**Data supplied:**
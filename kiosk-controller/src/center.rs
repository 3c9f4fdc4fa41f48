//! Pickup center
//!
//! Session glue over the staging coordinator: keeps the position watcher
//! running exactly while a pickup session is open and entries exist,
//! debounces payment-triggered board refreshes, and hosts the daemon's
//! event loop.

use std::sync::Arc;
use std::sync::atomic::{AtomicBool, Ordering};
use std::time::Duration;

use kiosk_client::Gateway;
use shared::models::Order;
use shared::{DateFilter, WireMessage, message::TableEventKind};
use tokio::time::Instant;
use tokio_util::sync::CancellationToken;

use crate::board::OrderBoard;
use crate::dispatch::{DispatchError, Dispatcher};
use crate::staging::{PickupStaging, StageError};
use crate::watcher::PositionWatcher;

/// Default debounce window for payment-triggered refreshes
pub const DEFAULT_REFRESH_DEBOUNCE: Duration = Duration::from_secs(3);

pub struct PickupCenter {
    board: Arc<OrderBoard>,
    staging: Arc<PickupStaging>,
    watcher: Arc<PositionWatcher>,
    dispatcher: Dispatcher,
    gateway: Gateway,
    refresh_debounce: Duration,
    session_open: AtomicBool,
}

impl PickupCenter {
    pub fn new(
        board: Arc<OrderBoard>,
        staging: Arc<PickupStaging>,
        watcher: Arc<PositionWatcher>,
        dispatcher: Dispatcher,
        gateway: Gateway,
        refresh_debounce: Duration,
    ) -> Self {
        Self {
            board,
            staging,
            watcher,
            dispatcher,
            gateway,
            refresh_debounce,
            session_open: AtomicBool::new(false),
        }
    }

    /// Stage an order for pickup and open the session
    pub async fn mark_as_done(&self, order: &Order) -> Result<(), StageError> {
        self.staging.stage(order).await?;
        self.session_open.store(true, Ordering::Release);
        self.sync_watcher();
        Ok(())
    }

    /// Manually un-stage a table; closes the session when it empties
    pub fn remove_staged(&self, table: u32) -> bool {
        let removed = self.staging.remove(table);
        if self.staging.is_empty() {
            self.close_session();
        }
        removed
    }

    /// Dispatch all staged orders; closes the session once the set clears
    pub async fn dispatch_all(&self) -> Result<(), DispatchError> {
        let result = self.dispatcher.dispatch_all().await;
        if self.staging.is_empty() {
            self.close_session();
        } else {
            self.sync_watcher();
        }
        result
    }

    pub fn is_session_open(&self) -> bool {
        self.session_open.load(Ordering::Acquire)
    }

    /// Close the pickup session without touching staged entries
    pub fn close_session(&self) {
        self.session_open.store(false, Ordering::Release);
        self.watcher.stop();
    }

    /// Watcher runs exactly while the session is open and entries exist
    fn sync_watcher(&self) {
        if self.session_open.load(Ordering::Acquire) && !self.staging.is_empty() {
            self.watcher.start(self.staging.clone());
        } else {
            self.watcher.stop();
        }
    }

    /// React to one inbound hub message; returns the refresh delay to
    /// schedule, if any. The run loop replaces any pending deadline with
    /// the returned one, so bursts collapse into a single refresh.
    pub fn on_gateway_message(&self, msg: &WireMessage) -> Option<Duration> {
        match msg {
            m if m.is_payment_complete() => {
                tracing::debug!("Payment complete, scheduling order refresh");
                Some(self.refresh_debounce)
            }
            WireMessage::TableEvent { event, table } => {
                if matches!(
                    event,
                    TableEventKind::OrderDelivered | TableEventKind::DonePickup
                ) {
                    // Status is committed by the dispatch flow, not here
                    tracing::debug!(?event, ?table, "Delivery progress event");
                }
                None
            }
            _ => None,
        }
    }

    /// Daemon loop: pump gateway events and debounced refreshes until
    /// shutdown. Teardown stops the watcher and closes the gateway so no
    /// callback fires after this returns.
    pub async fn run(&self, shutdown: CancellationToken) {
        let mut events = self.gateway.subscribe();
        self.board.load(DateFilter::Today).await;

        let mut refresh_deadline: Option<Instant> = None;
        loop {
            let sleep_until =
                refresh_deadline.unwrap_or_else(|| Instant::now() + Duration::from_secs(3600));

            tokio::select! {
                _ = shutdown.cancelled() => break,

                _ = tokio::time::sleep_until(sleep_until), if refresh_deadline.is_some() => {
                    refresh_deadline = None;
                    self.board.refresh().await;
                }

                event = events.recv() => {
                    match event {
                        Ok(msg) => {
                            if let Some(delay) = self.on_gateway_message(&msg) {
                                refresh_deadline = Some(Instant::now() + delay);
                            }
                        }
                        Err(tokio::sync::broadcast::error::RecvError::Lagged(n)) => {
                            tracing::warn!(missed = n, "Gateway events lagged, refreshing");
                            refresh_deadline = Some(Instant::now());
                        }
                        Err(tokio::sync::broadcast::error::RecvError::Closed) => break,
                    }
                }
            }
        }

        self.close_session();
        self.gateway.close();
        tracing::info!("Pickup center stopped");
    }
}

**Goal of the exercise:**
The material above is to be transcribed in full, exactly as it stands.

**Exercise answer:**
filename kiosk-controller/src/center.rs
repository 3c9f4fdc4fa41f48
//! Pickup center
//!
//! Session glue over the staging coordinator: keeps the position watcher
//! running exactly while a pickup session is open and entries exist,
//! debounces payment-triggered board refreshes, and hosts the daemon's
//! event loop.

use std::sync::Arc;
use std::sync::atomic::{AtomicBool, Ordering};
use std::time::Duration;

use kiosk_client::Gateway;
use shared::models::Order;
use shared::{DateFilter, WireMessage, message::TableEventKind};
use tokio::time::Instant;
use tokio_util::sync::CancellationToken;

use crate::board::OrderBoard;
use crate::dispatch::{DispatchError, Dispatcher};
use crate::staging::{PickupStaging, StageError};
use crate::watcher::PositionWatcher;

/// Default debounce window for payment-triggered refreshes
pub const DEFAULT_REFRESH_DEBOUNCE: Duration = Duration::from_secs(3);

pub struct PickupCenter {
    board: Arc<OrderBoard>,
    staging: Arc<PickupStaging>,
    watcher: Arc<PositionWatcher>,
    dispatcher: Dispatcher,
    gateway: Gateway,
    refresh_debounce: Duration,
    session_open: AtomicBool,
}

impl PickupCenter {
    pub fn new(
        board: Arc<OrderBoard>,
        staging: Arc<PickupStaging>,
        watcher: Arc<PositionWatcher>,
        dispatcher: Dispatcher,
        gateway: Gateway,
        refresh_debounce: Duration,
    ) -> Self {
        Self {
            board,
            staging,
            watcher,
            dispatcher,
            gateway,
            refresh_debounce,
            session_open: AtomicBool::new(false),
        }
    }

    /// Stage an order for pickup and open the session
    pub async fn mark_as_done(&self, order: &Order) -> Result<(), StageError> {
        self.staging.stage(order).await?;
        self.session_open.store(true, Ordering::Release);
        self.sync_watcher();
        Ok(())
    }

    /// Manually un-stage a table; closes the session when it empties
    pub fn remove_staged(&self, table: u32) -> bool {
        let removed = self.staging.remove(table);
        if self.staging.is_empty() {
            self.close_session();
        }
        removed
    }

    /// Dispatch all staged orders; closes the session once the set clears
    pub async fn dispatch_all(&self) -> Result<(), DispatchError> {
        let result = self.dispatcher.dispatch_all().await;
        if self.staging.is_empty() {
            self.close_session();
        } else {
            self.sync_watcher();
        }
        result
    }

    pub fn is_session_open(&self) -> bool {
        self.session_open.load(Ordering::Acquire)
    }

    /// Close the pickup session without touching staged entries
    pub fn close_session(&self) {
        self.session_open.store(false, Ordering::Release);
        self.watcher.stop();
    }

    /// Watcher runs exactly while the session is open and entries exist
    fn sync_watcher(&self) {
        if self.session_open.load(Ordering::Acquire) && !self.staging.is_empty() {
            self.watcher.start(self.staging.clone());
        } else {
            self.watcher.stop();
        }
    }

    /// React to one inbound hub message; returns the refresh delay to
    /// schedule, if any. The run loop replaces any pending deadline with
    /// the returned one, so bursts collapse into a single refresh.
    pub fn on_gateway_message(&self, msg: &WireMessage) -> Option<Duration> {
        match msg {
            m if m.is_payment_complete() => {
                tracing::debug!("Payment complete, scheduling order refresh");
                Some(self.refresh_debounce)
            }
            WireMessage::TableEvent { event, table } => {
                if matches!(
                    event,
                    TableEventKind::OrderDelivered | TableEventKind::DonePickup
                ) {
                    // Status is committed by the dispatch flow, not here
                    tracing::debug!(?event, ?table, "Delivery progress event");
                }
                None
            }
            _ => None,
        }
    }

    /// Daemon loop: pump gateway events and debounced refreshes until
    /// shutdown. Teardown stops the watcher and closes the gateway so no
    /// callback fires after this returns.
    pub async fn run(&self, shutdown: CancellationToken) {
        let mut events = self.gateway.subscribe();
        self.board.load(DateFilter::Today).await;

        let mut refresh_deadline: Option<Instant> = None;
        loop {
            let sleep_until =
                refresh_deadline.unwrap_or_else(|| Instant::now() + Duration::from_secs(3600));

            tokio::select! {
                _ = shutdown.cancelled() => break,

                _ = tokio::time::sleep_until(sleep_until), if refresh_deadline.is_some() => {
                    refresh_deadline = None;
                    self.board.refresh().await;
                }

                event = events.recv() => {
                    match event {
                        Ok(msg) => {
                            if let Some(delay) = self.on_gateway_message(&msg) {
                                refresh_deadline = Some(Instant::now() + delay);
                            }
                        }
                        Err(tokio::sync::broadcast::error::RecvError::Lagged(n)) => {
                            tracing::warn!(missed = n, "Gateway events lagged, refreshing");
                            refresh_deadline = Some(Instant::now());
                        }
                        Err(tokio::sync::broadcast::error::RecvError::Closed) => break,
                    }
                }
            }
        }

        self.close_session();
        self.gateway.close();
        tracing::info!("Pickup center stopped");
    }
}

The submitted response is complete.